Une enquête de L’Humanité évoque l’existence de liens entre certains membres de la loge maçonnique « abbé Suger », rattachée à la Grande Loge nationale française, et des personnalités proches du Rassemblement national. Le sujet fait réagir, car il touche à une question essentielle : une loge peut-elle rester un lieu initiatique si elle devient aussi un espace de proximité politique ?
La franc-maçonnerie n’interdit pas à ses membres d’avoir des opinions. Chaque frère reste un citoyen libre, avec ses convictions, ses engagements et son parcours personnel. Mais la loge, elle, n’a pas vocation à devenir un club politique, un réseau d’influence ou un lieu de regroupement idéologique.
C’est précisément ce que cette affaire met en lumière. Le problème n’est pas seulement la présence de francs-maçons ayant une sensibilité politique particulière. Le vrai risque apparaît lorsque plusieurs profils proches d’un même courant se retrouvent dans un même atelier, donnant l’impression que l’espace initiatique peut servir de point de rencontre ou de légitimation.
Or une loge maçonnique devrait rester un lieu de travail sur soi, de dépassement des passions profanes et de fraternité. Elle ne devrait pas reproduire les divisions du monde extérieur, mais aider chacun à les interroger avec recul.
Cette affaire pose donc une question plus large, qui dépasse le seul cas du Rassemblement national : comment préserver la franc-maçonnerie de toute instrumentalisation politique ? Comment éviter que le temple devienne un simple prolongement des réseaux profanes ?

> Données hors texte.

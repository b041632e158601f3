// ==========================================
// 调货引擎端到端测试
// ==========================================
// 职责: 验证引擎的整体性质
// 覆盖: 守恒约束 / 禁止自转 / OM 约束 / 确定性 / 模式力度单调性
// ==========================================

#[path = "helpers/test_data_builder.rs"]
mod test_data_builder;

use retail_transfer_dss::{
    InventoryRecord, SummaryEngine, TransferEngine, TransferMode, TransferRecommendation,
    TransferType,
};
use std::collections::HashMap;
use test_data_builder::RecordBuilder;

// ==========================================
// 测试辅助函数
// ==========================================

/// 混合数据集: 两个产品, 多 OM, ND/RF 混合
fn mixed_dataset() -> Vec<InventoryRecord> {
    vec![
        // 产品 X / OM G1
        RecordBuilder::new("X", "S01").nd().net_stock(10).build(),
        RecordBuilder::new("X", "S02")
            .rf()
            .net_stock(18)
            .pending_received(2)
            .safety_stock(8)
            .moq(2)
            .last_month_sold(3)
            .build(),
        RecordBuilder::new("X", "S03")
            .rf()
            .net_stock(6)
            .last_month_sold(9) // 组内最高销量
            .build(),
        RecordBuilder::new("X", "S04").rf().target(15).build(),
        RecordBuilder::new("X", "S05").rf().target(9).build(),
        // 产品 X / OM G2
        RecordBuilder::new("X", "S06").om("G2").nd().net_stock(4).build(),
        RecordBuilder::new("X", "S07").om("G2").rf().target(3).build(),
        // 产品 Y / OM G1
        RecordBuilder::new("Y", "S01")
            .rf()
            .net_stock(12)
            .safety_stock(2)
            .moq(1)
            .last_month_sold(1)
            .build(),
        RecordBuilder::new("Y", "S02").rf().mtd_sold(8).build(),
        RecordBuilder::new("Y", "S08").rf().target(30).build(),
    ]
}

fn total_qty(recommendations: &[TransferRecommendation]) -> u64 {
    recommendations.iter().map(|r| r.qty as u64).sum()
}

fn run(records: &[InventoryRecord], mode: TransferMode) -> Vec<TransferRecommendation> {
    TransferEngine::new()
        .generate_recommendations(records, mode)
        .unwrap()
}

// ==========================================
// 守恒约束
// ==========================================

#[test]
fn test_conservation_per_article_and_per_donor() {
    let records = mixed_dataset();

    for mode in [TransferMode::A, TransferMode::B, TransferMode::C] {
        let recommendations = run(&records, mode);

        // 产品级: 总转出 ≤ 总需求
        let mut demand_by_article: HashMap<&str, u64> = HashMap::new();
        for record in &records {
            if record.target > 0 {
                *demand_by_article.entry(record.article.as_str()).or_insert(0) +=
                    record.target as u64;
            }
        }
        let mut transferred_by_article: HashMap<&str, u64> = HashMap::new();
        for rec in &recommendations {
            *transferred_by_article.entry(rec.article.as_str()).or_insert(0) += rec.qty as u64;
        }
        for (article, transferred) in &transferred_by_article {
            let demand = demand_by_article.get(article).copied().unwrap_or(0);
            assert!(
                *transferred <= demand,
                "模式 {:?}: 产品 {} 转出 {} 超过需求 {}",
                mode,
                article,
                transferred,
                demand
            );
        }

        // 店铺级: 单店单产品转出 ≤ 净库存
        let mut donated: HashMap<(&str, &str), u64> = HashMap::new();
        for rec in &recommendations {
            *donated
                .entry((rec.article.as_str(), rec.donor_site.as_str()))
                .or_insert(0) += rec.qty as u64;
        }
        for ((article, site), qty) in donated {
            let net_stock = records
                .iter()
                .find(|r| r.article == article && r.site == site)
                .map(|r| r.net_stock as u64)
                .unwrap();
            assert!(
                qty <= net_stock,
                "模式 {:?}: 店铺 {} 产品 {} 转出 {} 超过净库存 {}",
                mode,
                site,
                article,
                qty,
                net_stock
            );
        }
    }
}

#[test]
fn test_no_self_transfer() {
    // 同店同时具备转出与接收资格
    let records = vec![
        RecordBuilder::new("X", "S01").nd().net_stock(10).target(5).build(),
        RecordBuilder::new("X", "S02").rf().target(8).build(),
    ];

    for mode in [TransferMode::A, TransferMode::B, TransferMode::C] {
        let recommendations = run(&records, mode);
        assert!(recommendations
            .iter()
            .all(|rec| rec.donor_site != rec.receiver_site));
    }
}

// ==========================================
// OM 约束
// ==========================================

#[test]
fn test_same_om_restriction_in_modes_a_b() {
    let records = mixed_dataset();

    for mode in [TransferMode::A, TransferMode::B] {
        let recommendations = run(&records, mode);
        assert!(!recommendations.is_empty());
        for rec in &recommendations {
            assert_eq!(rec.om, rec.receiver_om, "模式 {:?} 必须同 OM", mode);
        }
    }
}

#[test]
fn test_mode_c_hd_restriction() {
    let records = vec![
        RecordBuilder::new("X", "S01").om("HD").nd().net_stock(10).build(),
        RecordBuilder::new("X", "S02").om("HA").rf().target(5).build(),
        RecordBuilder::new("X", "S03").om("HB").rf().target(5).build(),
        RecordBuilder::new("X", "S04").om("HC").rf().target(5).build(),
        RecordBuilder::new("X", "S05").om("G1").rf().target(5).build(),
    ];

    let recommendations = run(&records, TransferMode::C);

    // HD 只能转入 G1
    assert_eq!(recommendations.len(), 1);
    assert_eq!(recommendations[0].receiver_om, "G1");
    assert_eq!(recommendations[0].qty, 5);
}

// ==========================================
// 确定性
// ==========================================

#[test]
fn test_determinism_byte_identical_output() {
    let records = mixed_dataset();

    for mode in [TransferMode::A, TransferMode::B, TransferMode::C] {
        let first = run(&records, mode);
        let second = run(&records, mode);

        let first_json = serde_json::to_string(&first).unwrap();
        let second_json = serde_json::to_string(&second).unwrap();
        assert_eq!(first_json, second_json);
    }
}

#[test]
fn test_input_records_untouched() {
    let records = mixed_dataset();
    let before = records.clone();

    let _ = run(&records, TransferMode::C);

    assert_eq!(records, before);
}

// ==========================================
// 模式力度单调性
// ==========================================

#[test]
fn test_monotonic_aggressiveness_across_modes() {
    // 需求远大于供给, 需求上限不构成约束
    let records = vec![
        RecordBuilder::new("X", "S01")
            .rf()
            .net_stock(20)
            .safety_stock(8)
            .moq(2)
            .last_month_sold(3)
            .build(),
        RecordBuilder::new("X", "S02")
            .rf()
            .net_stock(15)
            .safety_stock(5)
            .moq(1)
            .last_month_sold(5)
            .build(),
        RecordBuilder::new("X", "S03").rf().last_month_sold(9).build(),
        RecordBuilder::new("X", "S04").rf().target(100).build(),
    ];

    let qty_a = total_qty(&run(&records, TransferMode::A));
    let qty_b = total_qty(&run(&records, TransferMode::B));
    let qty_c = total_qty(&run(&records, TransferMode::C));

    // A: S01 min(20-8, 10)=10, S02 min(15-5, 7)=7 → 17
    // B: S01 min(20-2, 18)=18, S02 min(15-1, 13)=13 → 31
    // C: S01 20, S02 15 → 35
    assert_eq!(qty_a, 17);
    assert_eq!(qty_b, 31);
    assert_eq!(qty_c, 35);
    assert!(qty_a <= qty_b && qty_b <= qty_c);
}

// ==========================================
// 优先级与拆分
// ==========================================

#[test]
fn test_nd_tier_consumed_before_rf_tier() {
    // 需求上限 6, ND 转出方销量虽高仍先于 RF 被消耗
    let records = vec![
        RecordBuilder::new("X", "S01").nd().net_stock(6).last_month_sold(9).build(),
        RecordBuilder::new("X", "S02")
            .rf()
            .net_stock(10)
            .safety_stock(1)
            .last_month_sold(1)
            .build(),
        RecordBuilder::new("X", "S03").rf().target(6).last_month_sold(2).build(),
    ];

    let recommendations = run(&records, TransferMode::A);

    assert_eq!(recommendations.len(), 1);
    assert_eq!(recommendations[0].donor_site, "S01");
    assert_eq!(recommendations[0].transfer_type, TransferType::Nd);
    assert_eq!(recommendations[0].qty, 6);
}

#[test]
fn test_demand_cap_truncates_later_donor() {
    // 需求上限 12: 第一转出方出 10, 第二转出方被截为 2
    let records = vec![
        RecordBuilder::new("X", "S01").nd().net_stock(10).last_month_sold(1).build(),
        RecordBuilder::new("X", "S02").nd().net_stock(15).last_month_sold(2).build(),
        RecordBuilder::new("X", "S03").rf().target(12).build(),
    ];

    let recommendations = run(&records, TransferMode::A);

    assert_eq!(recommendations.len(), 2);
    assert_eq!(recommendations[0].donor_site, "S01");
    assert_eq!(recommendations[0].qty, 10);
    assert_eq!(recommendations[1].donor_site, "S02");
    assert_eq!(recommendations[1].qty, 2);
}

// ==========================================
// 统计摘要
// ==========================================

#[test]
fn test_summarize_consistency_and_idempotence() {
    let records = mixed_dataset();
    let recommendations = run(&records, TransferMode::B);
    let engine = SummaryEngine::new();

    let summary = engine.summarize(&recommendations);

    assert_eq!(summary.total_transfer_qty, total_qty(&recommendations));
    assert_eq!(summary.total_lines as usize, recommendations.len());
    assert!(summary.demand_audit.is_empty());

    // 各产品行数之和 = 总行数
    let article_lines: u32 = summary.by_article.iter().map(|s| s.line_count).sum();
    assert_eq!(article_lines, summary.total_lines);

    // 幂等
    let again = engine.summarize(&recommendations);
    assert_eq!(summary, again);
}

La vigilance maçonnique ne consiste pas à contrôler les opinions privées des frères. Elle consiste à protéger l’esprit de la loge : un espace où l’on vient chercher plus de lumière, non plus de pouvoir.
Source :
L’Humanité, « Des liens entre la Franc-maçonnerie et le Rassemblement national ? Notre enquête ! », vidéo publiée le 8 mai 2026 dans Le sens de l’actu.